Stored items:

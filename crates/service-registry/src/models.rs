//! Data models for the service registry
//!
//! Field names on the wire follow the registry's JSON protocol exactly
//! (`ServiceName`, `ServiceURL`, `Added`, `Name`, ...). Array fields accept
//! `null` as well as absence and decode both as empty.

use serde::{Deserialize, Deserializer, Serialize};
use std::fmt;

/// Well-known service names
pub mod well_known {
    /// Central log sink
    pub const LOG_SERVICE: &str = "LogService";
    /// Grade lookup service
    pub const GRADING_SERVICE: &str = "GradingService";
    /// Web portal (a consumer, not a provider)
    pub const PORTAL: &str = "Portal";
}

/// Logical service type. Not unique: many instances may share one name.
#[derive(Debug, Clone, PartialEq, Eq, Hash, PartialOrd, Ord, Serialize, Deserialize)]
#[serde(transparent)]
pub struct ServiceName(String);

impl ServiceName {
    /// Create a service name
    pub fn new(name: impl Into<String>) -> Self {
        Self(name.into())
    }

    /// Borrow the name as a string slice
    pub fn as_str(&self) -> &str {
        &self.0
    }
}

impl fmt::Display for ServiceName {
    fn fmt(&self, f: &mut fmt::Formatter<'_>) -> fmt::Result {
        f.write_str(&self.0)
    }
}

impl From<&str> for ServiceName {
    fn from(name: &str) -> Self {
        Self::new(name)
    }
}

impl From<String> for ServiceName {
    fn from(name: String) -> Self {
        Self(name)
    }
}

/// A live service instance known to the registry
#[derive(Debug, Clone, PartialEq, Eq, Hash, Serialize, Deserialize)]
pub struct Registration {
    /// Logical service type
    #[serde(rename = "ServiceName")]
    pub service_name: ServiceName,

    /// Base URL of the instance, unique among live registrations
    #[serde(rename = "ServiceURL")]
    pub service_url: String,

    /// Services this instance depends on
    #[serde(rename = "RequiredServices", default, deserialize_with = "null_as_empty")]
    pub required_services: Vec<ServiceName>,

    /// Endpoint receiving pushed patches
    #[serde(rename = "ServiceUpdateURL")]
    pub service_update_url: String,

    /// Endpoint probed for liveness
    #[serde(rename = "HeartbeatURL")]
    pub heartbeat_url: String,
}

impl Registration {
    /// Create a registration using the conventional `/services` update path
    /// and `/heartbeat` liveness path under `service_url`
    pub fn new(service_name: impl Into<ServiceName>, service_url: impl Into<String>) -> Self {
        let service_url = service_url.into();
        let base = service_url.trim_end_matches('/');
        Self {
            service_name: service_name.into(),
            service_update_url: format!("{}/services", base),
            heartbeat_url: format!("{}/heartbeat", base),
            service_url,
            required_services: Vec::new(),
        }
    }

    /// Declare a dependency
    pub fn requires(mut self, name: impl Into<ServiceName>) -> Self {
        let name = name.into();
        if !self.required_services.contains(&name) {
            self.required_services.push(name);
        }
        self
    }

    /// Whether this instance declared `name` as a dependency
    pub fn depends_on(&self, name: &ServiceName) -> bool {
        self.required_services.contains(name)
    }

    /// This instance as a provider entry
    pub fn as_entry(&self) -> PatchEntry {
        PatchEntry {
            name: self.service_name.clone(),
            url: self.service_url.clone(),
        }
    }
}

/// One provider appearing or disappearing
#[derive(Debug, Clone, PartialEq, Eq, Hash, Serialize, Deserialize)]
pub struct PatchEntry {
    /// Service name provided
    #[serde(rename = "Name")]
    pub name: ServiceName,

    /// Provider URL
    #[serde(rename = "URL")]
    pub url: String,
}

impl PatchEntry {
    /// Create a patch entry
    pub fn new(name: impl Into<ServiceName>, url: impl Into<String>) -> Self {
        Self {
            name: name.into(),
            url: url.into(),
        }
    }
}

/// A delta of provider additions and removals
#[derive(Debug, Clone, Default, PartialEq, Eq, Serialize, Deserialize)]
pub struct Patch {
    /// Providers that appeared
    #[serde(rename = "Added", default, deserialize_with = "null_as_empty")]
    pub added: Vec<PatchEntry>,

    /// Providers that disappeared
    #[serde(rename = "Removed", default, deserialize_with = "null_as_empty")]
    pub removed: Vec<PatchEntry>,
}

impl Patch {
    /// Patch announcing a single new provider
    pub fn added(entry: PatchEntry) -> Self {
        Self {
            added: vec![entry],
            removed: Vec::new(),
        }
    }

    /// Patch announcing a single departed provider
    pub fn removed(entry: PatchEntry) -> Self {
        Self {
            added: Vec::new(),
            removed: vec![entry],
        }
    }

    /// True when the patch carries no change
    pub fn is_empty(&self) -> bool {
        self.added.is_empty() && self.removed.is_empty()
    }

    /// Subset of this patch concerning `name`
    pub fn filter_for(&self, name: &ServiceName) -> Patch {
        let pick = |entries: &[PatchEntry]| {
            entries
                .iter()
                .filter(|e| &e.name == name)
                .cloned()
                .collect::<Vec<_>>()
        };

        Patch {
            added: pick(&self.added),
            removed: pick(&self.removed),
        }
    }
}

fn null_as_empty<'de, D, T>(deserializer: D) -> std::result::Result<Vec<T>, D::Error>
where
    D: Deserializer<'de>,
    T: Deserialize<'de>,
{
    Ok(Option::<Vec<T>>::deserialize(deserializer)?.unwrap_or_default())
}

WHAT YOU ARE ASKED TO DO:
All lines above between those holding "let service_url = service_url.into();" and "single new provider", inclusive, must be set down unchanged, and no other line may be included.

REPLY:
        let service_url = service_url.into();
        let base = service_url.trim_end_matches('/');
        Self {
            service_name: service_name.into(),
            service_update_url: format!("{}/services", base),
            heartbeat_url: format!("{}/heartbeat", base),
            service_url,
            required_services: Vec::new(),
        }
    }

    /// Declare a dependency
    pub fn requires(mut self, name: impl Into<ServiceName>) -> Self {
        let name = name.into();
        if !self.required_services.contains(&name) {
            self.required_services.push(name);
        }
        self
    }

    /// Whether this instance declared `name` as a dependency
    pub fn depends_on(&self, name: &ServiceName) -> bool {
        self.required_services.contains(name)
    }

    /// This instance as a provider entry
    pub fn as_entry(&self) -> PatchEntry {
        PatchEntry {
            name: self.service_name.clone(),
            url: self.service_url.clone(),
        }
    }
}

/// One provider appearing or disappearing
#[derive(Debug, Clone, PartialEq, Eq, Hash, Serialize, Deserialize)]
pub struct PatchEntry {
    /// Service name provided
    #[serde(rename = "Name")]
    pub name: ServiceName,

    /// Provider URL
    #[serde(rename = "URL")]
    pub url: String,
}

impl PatchEntry {
    /// Create a patch entry
    pub fn new(name: impl Into<ServiceName>, url: impl Into<String>) -> Self {
        Self {
            name: name.into(),
            url: url.into(),
        }
    }
}

/// A delta of provider additions and removals
#[derive(Debug, Clone, Default, PartialEq, Eq, Serialize, Deserialize)]
pub struct Patch {
    /// Providers that appeared
    #[serde(rename = "Added", default, deserialize_with = "null_as_empty")]
    pub added: Vec<PatchEntry>,

    /// Providers that disappeared
    #[serde(rename = "Removed", default, deserialize_with = "null_as_empty")]
    pub removed: Vec<PatchEntry>,
}

impl Patch {
    /// Patch announcing a single new provider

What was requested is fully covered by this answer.